Soderbergh was not initially at the top of the list. But when Cameron Crowe and Mike Newell passed, Soderbergh stepped in. (“‘I’m so lucky,” he told The New York Times upon the movie’s release. “I mean, I got this job on the heels of five bombs in a row. How many people get that?’’) His biggest challenge: finding a way not only to set his film apart from the glut of post-“Pulp Fiction” crime movies, but also from Quentin Tarantino’s own Leonard adaptation, “Jackie Brown,” which would hit theaters for Christmas 1997. (Tarantino told him that “Jackie Brown” was “nothing like ‘Out of Sight,’” Soderbergh wrote in March. “I hope not, for my sake.”)
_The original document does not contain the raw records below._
//! Bounded worker pool for per-unit decompilation tasks.
//!
//! The pool holds at most `worker_count` concurrent task executions; excess
//! work queues FIFO in a channel. Workers are crossbeam scoped threads, so
//! every exit path of [`TaskManager::run`] joins every worker before
//! returning and no thread can leak across calls.
//!
//! Correctness contract: for every job handed to `run`, exactly one
//! [`DecompileResult`] reaches the sink and the returned vector, in
//! completion order. A panicking task is caught at the worker boundary and
//! converted into a failed result for its job rather than aborting the batch.

mod progress;

pub use progress::ProgressTracker;

use std::panic::{catch_unwind, AssertUnwindSafe};
use std::sync::atomic::{AtomicUsize, Ordering};

use anyhow::Result;
use crossbeam::channel::bounded;
use tracing::{error, info, warn};

use crate::model::DecompileResult;
use crate::task::DecompileTask;

pub struct TaskManager {
    workers: usize,
}

impl TaskManager {
    /// Create a pool with the given worker count; zero means one worker per
    /// available CPU core.
    pub fn new(worker_count: usize) -> Self {
        let workers = if worker_count == 0 {
            num_cpus::get()
        } else {
            worker_count
        };
        Self { workers }
    }

    pub fn worker_count(&self) -> usize {
        self.workers
    }

    /// Run one task per item and collect every result.
    ///
    /// `task_factory` is invoked on a worker thread; `sink` is invoked on the
    /// calling thread, in completion order, before the result is appended to
    /// the returned vector. Progress is logged at each 10% boundary.
    pub fn run<T, F, S>(&self, items: Vec<T>, task_factory: F, mut sink: S) -> Vec<DecompileResult>
    where
        T: Send,
        F: Fn(T) -> DecompileTask + Send + Sync,
        S: FnMut(&DecompileResult),
    {
        let total = items.len();
        if total == 0 {
            return Vec::new();
        }

        let workers = self.workers.min(total);
        let (work_tx, work_rx) = bounded::<T>(workers * 2);
        let (result_tx, result_rx) = bounded::<DecompileResult>(workers * 2);

        let mut results = Vec::with_capacity(total);
        let mut progress = ProgressTracker::new(total);

        let scope_outcome = crossbeam::thread::scope(|s| {
            for _ in 0..workers {
                let work_rx = work_rx.clone();
                let result_tx = result_tx.clone();
                let task_factory = &task_factory;
                s.spawn(move |_| {
                    while let Ok(item) = work_rx.recv() {
                        let task = task_factory(item);
                        let job = task.job().clone();
                        let result = match catch_unwind(AssertUnwindSafe(|| task.run())) {
                            Ok(result) => result,
                            Err(_) => {
                                error!("task panicked while processing {}", job.source_name());
                                DecompileResult::failed(job, "task panicked")
                            }
                        };
                        if result_tx.send(result).is_err() {
                            break;
                        }
                    }
                });
            }

            s.spawn(move |_| {
                for item in items {
                    if work_tx.send(item).is_err() {
                        break;
                    }
                }
            });

            // The workers hold the only remaining senders; once they exit the
            // collector loop below ends.
            drop(result_tx);

            while let Ok(result) = result_rx.recv() {
                sink(&result);
                results.push(result);
                if let Some(boundary) = progress.record() {
                    info!(
                        "progress: {}% ({} of {} files)",
                        boundary,
                        progress.completed(),
                        progress.total()
                    );
                }
            }
        });

        // Workers catch task panics themselves, so this only fires if the
        // pool machinery itself went down. Collected results are preserved.
        if scope_outcome.is_err() {
            error!("worker pool terminated abnormally; returning collected results");
        }

        results
    }

    /// Fire-and-forget variant for parallel side-effecting operations such as
    /// archive extraction: submit all, wait for all, log the failure count.
    /// Nothing is surfaced to the caller beyond logging.
    pub fn execute_and_wait(&self, ops: Vec<Box<dyn FnOnce() -> Result<()> + Send>>) {
        let total = ops.len();
        if total == 0 {
            return;
        }

        let workers = self.workers.min(total);
        let (work_tx, work_rx) = bounded::<Box<dyn FnOnce() -> Result<()> + Send>>(workers * 2);
        let failures = AtomicUsize::new(0);

        let scope_outcome = crossbeam::thread::scope(|s| {
            for _ in 0..workers {
                let work_rx = work_rx.clone();
                let failures = &failures;
                s.spawn(move |_| {
                    while let Ok(op) = work_rx.recv() {
                        match catch_unwind(AssertUnwindSafe(op)) {
                            Ok(Ok(())) => {}
                            Ok(Err(e)) => {
                                error!("parallel operation failed: {e:#}");
                                failures.fetch_add(1, Ordering::Relaxed);
                            }
                            Err(_) => {
                                error!("parallel operation panicked");
                                failures.fetch_add(1, Ordering::Relaxed);
                            }
                        }
                    }
                });
            }

            s.spawn(move |_| {
                for op in ops {
                    if work_tx.send(op).is_err() {
                        break;
                    }
                }
            });
        });
        if scope_outcome.is_err() {
            error!("worker pool terminated abnormally during parallel operations");
        }

        let failed = failures.load(Ordering::Relaxed);
        if failed > 0 {
            warn!("completed {total} parallel operations, {failed} failed");
        } else {
            info!("completed {total} parallel operations");
        }
    }
}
Clooney was already locked in to play the charming bank robber Jack Foley. Jennifer Lopez, fresh off the back-to-back hits of “Selena” and “Anaconda,” reportedly beat out Sandra Bullock, Julia Roberts and Mira Sorvino for the role of Karen Sisco, the federal marshal who apprehends Foley during a jailbreak and finds herself inconveniently attracted to him. (Soderbergh would direct Roberts to an Oscar two years later in “Erin Brockovich,” and cast her opposite Clooney, the first of several onscreen team-ups, in “Ocean’s Eleven.”) Soderbergh filled out the cast with a rogues’ gallery of ace character actors, including Albert Brooks, Don Cheadle, Viola Davis, Dennis Farina, Luis Guzman, Catherine Keener, Ving Rhames and (in unbilled cameos) the “Jackie Brown” co-stars
Samuel L. Jackson and Michael Keaton. Reviews were ecstatic. “Variety” called it a “reflexively witty crime caper.” The Times’ Janet Maslin wrote, “As directed with terrific panache by Steven Soderbergh, these two sultry stars take an intricate Elmore Leonard crime tale and give it steam heat.” Anthony Lane of The New Yorker proclaimed, “Soderbergh has done Elmore Leonard proud,” and the magazine devoted a playful sidebar to the Zippo lighter so crucial to the action.
But audiences didn’t show up, and the $37 million domestic gross didn’t even cover the film’s $48 million budget. However, “Out of Sight” proved Clooney and Lopez could carry a picture with grace and pizazz, and it was the comeback vehicle Soderbergh needed — by 2001, he was competing against himself for best director at the Academy Awards, doublenominated for “Erin Brockovich” and “Traffic.” He won for the latter; its ingeniously striking cinematography, using deeply saturated and distinctive color schemes to clarify its narratives, began as an experiment to separate the timelines and locations of “Out of Sight.” The picture’s use of freeze frames, displaced dialogue and narrative loop-the-loops would further point the way toward the experimentation of his films to come.
In his review, Roger Ebert called it “the first film to build on the enormously influential ‘Pulp Fiction’ instead of simply mimicking it. It has the games with time, the lowlife dialogue, the absurd violent situations, but it also has its own texture.” That texture — of intelligence and wit and playfulness — was the Soderbergh touch, which came to define his work in the new century. “‘People don’t have to pick one or the other,” he contended in 1998. “You can have a film like ‘Out of Sight’ that operates well on a mass-entertainment level and also has quirky, interesting cinematic elements.” That felt like a novelty in 1998; in 2023, it feels like a miracle.